Algum dinheiro, mas poucas soluções para uma crise de refugiados sem fim à vista
Mais de meio milhão de pessoas cruzaram o Mediterrâneo desde Janeiro. Na ONU discute-se "abordagem global" aos êxodos mas a Europa continua divida na resposta
A reunião, realizada no vórtice diplomático da Assembleia-Geral, acontece logo depois de a Rússia ter desencadeado os primeiros ataques aéreos na Síria, uma operação que dificulta um entendimento internacional para pôr fim ao conflito e pode desencadear novas vagas de refugiados. A iniciativa de Ban Ki-moon surge também depois de, na terça-feira, o Alto Comissariado das Nações Unidas para os Refugiados (ACNUR) ter revelado novos números sobre a situação no Mediterrâneo: desde Janeiro, mais de meio milhão de pessoas arriscaram a vida no mar para chegar à Europa e perto de três mil morreram durante a travessia. As últimas vítimas foram uma mulher e uma criança, de que não se sabe ainda o nome ou a idade, que viajavam num barco insuflável que naufragou junto à ilha grega de Lesbos.

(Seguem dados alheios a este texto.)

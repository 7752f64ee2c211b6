//! Term catalogue and design-matrix construction.
//!
//! A [`Term`] is one predictor as the analyst names it. Numeric terms map to a
//! single design column; `region` and `renovation_group` expand to indicator
//! columns against a baseline level. A [`DesignLayout`] freezes that expansion
//! on the training sales so the same columns can be rebuilt for the test set.

use crate::features::{AreaSchema, DerivedSale, Region, RenovationGroup};
use ndarray::Array2;
use serde::{Deserialize, Serialize};
use std::fmt;
use thiserror::Error;

#[derive(Error, Debug, PartialEq)]
pub enum DesignError {
    #[error("Term '{0}' refers to an area field that was pruned as redundant.")]
    PrunedTerm(Term),
    #[error("Term '{0}' appears more than once in the predictor list.")]
    DuplicateTerm(Term),
    #[error("Cannot build a design matrix from zero sales.")]
    NoSales,
}

#[derive(
    Debug, Clone, Copy, PartialEq, Eq, Hash, PartialOrd, Ord, Serialize, Deserialize,
)]
#[serde(rename_all = "snake_case")]
pub enum Term {
    Price,
    Bedrooms,
    Bathrooms,
    SqftLiving,
    SqftLot,
    SqftAbove,
    SqftBasement,
    Floors,
    Waterfront,
    View,
    Condition,
    Grade,
    YrBuilt,
    SqftLiving15,
    SqftLot15,
    YearSold,
    MonthSold,
    Region,
    RenovationGroup,
    DistanceToDowntown,
}

impl Term {
    pub fn name(self) -> &'static str {
        match self {
            Term::Price => "price",
            Term::Bedrooms => "bedrooms",
            Term::Bathrooms => "bathrooms",
            Term::SqftLiving => "sqft_living",
            Term::SqftLot => "sqft_lot",
            Term::SqftAbove => "sqft_above",
            Term::SqftBasement => "sqft_basement",
            Term::Floors => "floors",
            Term::Waterfront => "waterfront",
            Term::View => "view",
            Term::Condition => "condition",
            Term::Grade => "grade",
            Term::YrBuilt => "yr_built",
            Term::SqftLiving15 => "sqft_living15",
            Term::SqftLot15 => "sqft_lot15",
            Term::YearSold => "year_sold",
            Term::MonthSold => "month_sold",
            Term::Region => "region",
            Term::RenovationGroup => "renovation_group",
            Term::DistanceToDowntown => "distance_to_downtown",
        }
    }

    pub fn is_categorical(self) -> bool {
        matches!(self, Term::Region | Term::RenovationGroup)
    }

    /// Value of a numeric term, `None` when the field was pruned.
    fn numeric_value(self, sale: &DerivedSale) -> Option<f64> {
        let value = match self {
            Term::Price => sale.price,
            Term::Bedrooms => f64::from(sale.bedrooms),
            Term::Bathrooms => sale.bathrooms,
            Term::SqftLiving => sale.sqft_living,
            Term::SqftLot => return sale.sqft_lot,
            Term::SqftAbove => return sale.sqft_above,
            Term::SqftBasement => return sale.sqft_basement,
            Term::Floors => sale.floors,
            Term::Waterfront => f64::from(u8::from(sale.waterfront)),
            Term::View => f64::from(sale.view),
            Term::Condition => f64::from(sale.condition),
            Term::Grade => f64::from(sale.grade),
            Term::YrBuilt => f64::from(sale.yr_built),
            Term::SqftLiving15 => sale.sqft_living15,
            Term::SqftLot15 => sale.sqft_lot15,
            Term::YearSold => f64::from(sale.year_sold),
            Term::MonthSold => f64::from(sale.month_sold),
            Term::DistanceToDowntown => sale.distance_to_downtown,
            Term::Region | Term::RenovationGroup => return None,
        };
        Some(value)
    }
}

impl fmt::Display for Term {
    fn fmt(&self, f: &mut fmt::Formatter<'_>) -> fmt::Result {
        f.write_str(self.name())
    }
}

/// Predictors considered by the best-subset search for price.
///
/// Identifier, raw date, coordinates, zip code and renovation year are left
/// out because derived fields carry the same information; `good_quality` is a
/// function of condition and grade.
pub fn continuous_candidates(schema: &AreaSchema) -> Vec<Term> {
    use crate::features::AreaField;
    let mut terms = vec![Term::Bedrooms, Term::Bathrooms, Term::SqftLiving];
    for (field, term) in [
        (AreaField::Lot, Term::SqftLot),
        (AreaField::Above, Term::SqftAbove),
        (AreaField::Basement, Term::SqftBasement),
    ] {
        if schema.retains(field) {
            terms.push(term);
        }
    }
    terms.extend([
        Term::Floors,
        Term::Waterfront,
        Term::View,
        Term::Condition,
        Term::Grade,
        Term::YrBuilt,
        Term::SqftLiving15,
        Term::SqftLot15,
        Term::YearSold,
        Term::MonthSold,
        Term::Region,
        Term::RenovationGroup,
        Term::DistanceToDowntown,
    ]);
    terms
}

/// The practically distinct predictors of the full good-quality model.
pub fn classification_terms() -> Vec<Term> {
    vec![
        Term::Price,
        Term::SqftLiving,
        Term::YrBuilt,
        Term::DistanceToDowntown,
        Term::Waterfront,
        Term::Region,
        Term::RenovationGroup,
    ]
}

#[derive(Debug, Clone, Copy, PartialEq, Eq)]
enum Level {
    Region(Region),
    Renovation(RenovationGroup),
}

impl Level {
    fn matches(self, sale: &DerivedSale) -> bool {
        match self {
            Level::Region(region) => sale.region == region,
            Level::Renovation(group) => sale.renovation_group == group,
        }
    }
}

#[derive(Debug, Clone, Copy, PartialEq, Eq)]
enum ColumnSource {
    Intercept,
    Numeric(Term),
    Indicator(Level),
}

#[derive(Debug, Clone, PartialEq)]
struct Column {
    name: String,
    term: Option<Term>,
    source: ColumnSource,
}

/// Column layout of a design matrix: intercept first, then every term's
/// columns in the order the terms were given.
#[derive(Debug, Clone, PartialEq)]
pub struct DesignLayout {
    terms: Vec<Term>,
    columns: Vec<Column>,
}

impl DesignLayout {
    /// Fixes the column expansion from the levels present in `sales`. The
    /// first present level of a categorical term (in canonical order) is its
    /// baseline; absent levels get no column.
    pub fn new(terms: &[Term], sales: &[DerivedSale]) -> Result<Self, DesignError> {
        let Some(first) = sales.first() else {
            return Err(DesignError::NoSales);
        };
        let mut columns = vec![Column {
            name: "(Intercept)".to_string(),
            term: None,
            source: ColumnSource::Intercept,
        }];
        for (i, &term) in terms.iter().enumerate() {
            if terms[..i].contains(&term) {
                return Err(DesignError::DuplicateTerm(term));
            }
            let levels: Vec<Level> = match term {
                Term::Region => Region::ALL.iter().map(|&r| Level::Region(r)).collect(),
                Term::RenovationGroup => RenovationGroup::ALL
                    .iter()
                    .map(|&g| Level::Renovation(g))
                    .collect(),
                _ => {
                    if term.numeric_value(first).is_none() {
                        return Err(DesignError::PrunedTerm(term));
                    }
                    columns.push(Column {
                        name: term.name().to_string(),
                        term: Some(term),
                        source: ColumnSource::Numeric(term),
                    });
                    continue;
                }
            };
            let present: Vec<Level> = levels
                .into_iter()
                .filter(|level| sales.iter().any(|s| level.matches(s)))
                .collect();
            for level in present.into_iter().skip(1) {
                let label = match level {
                    Level::Region(region) => region.to_string(),
                    Level::Renovation(group) => group.to_string(),
                };
                columns.push(Column {
                    name: format!("{}[{}]", term.name(), label),
                    term: Some(term),
                    source: ColumnSource::Indicator(level),
                });
            }
        }
        Ok(Self {
            terms: terms.to_vec(),
            columns,
        })
    }

    pub fn terms(&self) -> &[Term] {
        &self.terms
    }

    pub fn names(&self) -> Vec<String> {
        self.columns.iter().map(|c| c.name.clone()).collect()
    }

    /// Design-column indices belonging to `term` (empty for a categorical term
    /// with a single level present).
    pub fn columns_of(&self, term: Term) -> Vec<usize> {
        self.columns
            .iter()
            .enumerate()
            .filter(|(_, c)| c.term == Some(term))
            .map(|(j, _)| j)
            .collect()
    }

    /// Builds the matrix for any sales sharing the training schema. Levels not
    /// seen when the layout was built fall into the baseline.
    pub fn matrix(&self, sales: &[DerivedSale]) -> Result<Array2<f64>, DesignError> {
        let mut x = Array2::<f64>::zeros((sales.len(), self.columns.len()));
        for (i, sale) in sales.iter().enumerate() {
            for (j, column) in self.columns.iter().enumerate() {
                x[[i, j]] = match column.source {
                    ColumnSource::Intercept => 1.0,
                    ColumnSource::Numeric(term) => term
                        .numeric_value(sale)
                        .ok_or(DesignError::PrunedTerm(term))?,
                    ColumnSource::Indicator(level) => f64::from(u8::from(level.matches(sale))),
                };
            }
        }
        Ok(x)
    }
}

#[cfg(test)]
mod tests {
    use super::*;
    use crate::config::FeatureConfig;
    use crate::features::{AreaField, derive_features};
    use crate::synthetic::SyntheticSalesBuilder;

    fn derived(n: usize) -> Vec<DerivedSale> {
        let sales = SyntheticSalesBuilder::new(n).seed(8).build();
        derive_features(&sales, &FeatureConfig::default())
            .unwrap()
            .sales
    }

    #[test]
    fn categorical_terms_expand_against_baseline() {
        let sales = derived(300);
        let layout =
            DesignLayout::new(&[Term::SqftLiving, Term::Region, Term::RenovationGroup], &sales)
                .unwrap();
        assert_eq!(
            layout.names(),
            vec![
                "(Intercept)",
                "sqft_living",
                "region[Suburb]",
                "region[Rural]",
                "renovation_group[Recently Renovated]",
                "renovation_group[Renovated Long Ago]",
            ]
        );
        assert_eq!(layout.columns_of(Term::Region), vec![2, 3]);

        let x = layout.matrix(&sales).unwrap();
        assert_eq!(x.dim(), (300, 6));
        for (row, sale) in x.rows().into_iter().zip(&sales) {
            assert_eq!(row[0], 1.0);
            assert_eq!(row[1], sale.sqft_living);
            let indicators = row[2] + row[3];
            assert_eq!(indicators, if sale.region == Region::City { 0.0 } else { 1.0 });
        }
    }

    #[test]
    fn absent_levels_get_no_column() {
        let sales: Vec<DerivedSale> = derived(200)
            .into_iter()
            .filter(|s| s.region != Region::City)
            .collect();
        let layout = DesignLayout::new(&[Term::Region], &sales).unwrap();
        assert_eq!(layout.names(), vec!["(Intercept)", "region[Rural]"]);
    }

    #[test]
    fn pruned_and_duplicate_terms_are_rejected() {
        let sales = derived(50);
        assert_eq!(
            DesignLayout::new(&[Term::SqftAbove], &sales).unwrap_err(),
            DesignError::PrunedTerm(Term::SqftAbove)
        );
        assert_eq!(
            DesignLayout::new(&[Term::Grade, Term::Grade], &sales).unwrap_err(),
            DesignError::DuplicateTerm(Term::Grade)
        );
    }

    #[test]
    fn candidates_follow_the_area_schema() {
        let sales = SyntheticSalesBuilder::new(100).seed(8).build();
        let dataset = derive_features(&sales, &FeatureConfig::default()).unwrap();
        let terms = continuous_candidates(&dataset.area_schema);
        assert!(terms.contains(&Term::SqftLot));
        assert!(!terms.contains(&Term::SqftAbove));
        assert!(!terms.contains(&Term::Price));
        assert_eq!(terms.len(), 17);
        assert!(dataset.area_schema.retains(AreaField::Living));
    }

    #[test]
    fn terms_use_snake_case_names() {
        let parsed: Vec<Term> =
            toml::from_str::<toml::Value>("t = [\"distance_to_downtown\", \"sqft_living15\"]")
                .unwrap()["t"]
                .clone()
                .try_into()
                .unwrap();
        assert_eq!(parsed, vec![Term::DistanceToDowntown, Term::SqftLiving15]);
        assert_eq!(Term::SqftLiving15.to_string(), "sqft_living15");
    }
}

E o ritmo não abranda. Só na terça-feira, chegaram mais seis mil pessoas às costas da Grécia e Itália, o que eleva para 520.957 os refugiados que entraram na Europa por mar, adianta o ACNUR. Antecipando-se aos planos da União Europeia – que pretende que todos os refugiados sejam registados à chegada – milhares continuam a fazer-se à estrada, seguindo para norte através dos Balcãs.
Terça-feira 6600 pessoas entraram na Hungria vindas da Croácia e na manhã desta quarta-feira mais uma dezena de autocarros chegou à fronteira. O corrupio que pode estancar em breve se a Hungria fechar aquela passagem, à semelhança do que fez a 15 de Setembro com a fronteira sérvia. Restará aos refugiados a passagem para a Eslovénia e Ljubljana já avisou que está apenas preparada para deixar passar alguns milhares em direcção à Áustria e à Alemanha.
Pressionados pelos milhares que continuam a chegar e desiludidos com a falta de uma acção europeia concertada, estes dois países dão sinais de que estão a chegar ao limite: o Governo alemão reduziu o montante da ajuda financeira atribuída aos refugiados, ao mesmo tempo que duplicou as verbas atribuídas aos estados para acolherem os recém-chegados; a ministra do Interior austríaca, Johanna Milk-Leitner, avisou que se não houver um acordo internacional o país “poderá adoptar uma atitude mais estrita nas fronteiras, incluindo o uso da força”. Mais a norte, a Finlândia suspendeu a concessão de asilo a refugiados do Iraque e da Somália até concluir “uma avaliação sobre a segurança” nos dois países.
Ban Ki-moon, que não calou a indignação ao ver a polícia húngara carregar contra os refugiados que tentavam entrar no país, insiste que os países europeus “devem fazer mais” para ajudar quem foge da guerra. Um apelo a que o primeiro-ministro húngaro, o nacionalista Viktor Orban, respondeu indo a Nova Iorque pedir “quotas mundiais” para a distribuição dos refugiados. “O estado da nossa União Europeia não é bom, as fissuras na solidariedade multiplicam-se”, lamentou o presidente da Comissão, Jean Claude Juncker. Divisões que o director-geral da Organização Internacional para as Migrações (OIM), William Lacy Swing, vê como uma prova do “longo caminho que há a percorrer” até que seja possível “definir uma política global de longo prazo” para responder aos êxodos em curso no Médio Oriente e em África.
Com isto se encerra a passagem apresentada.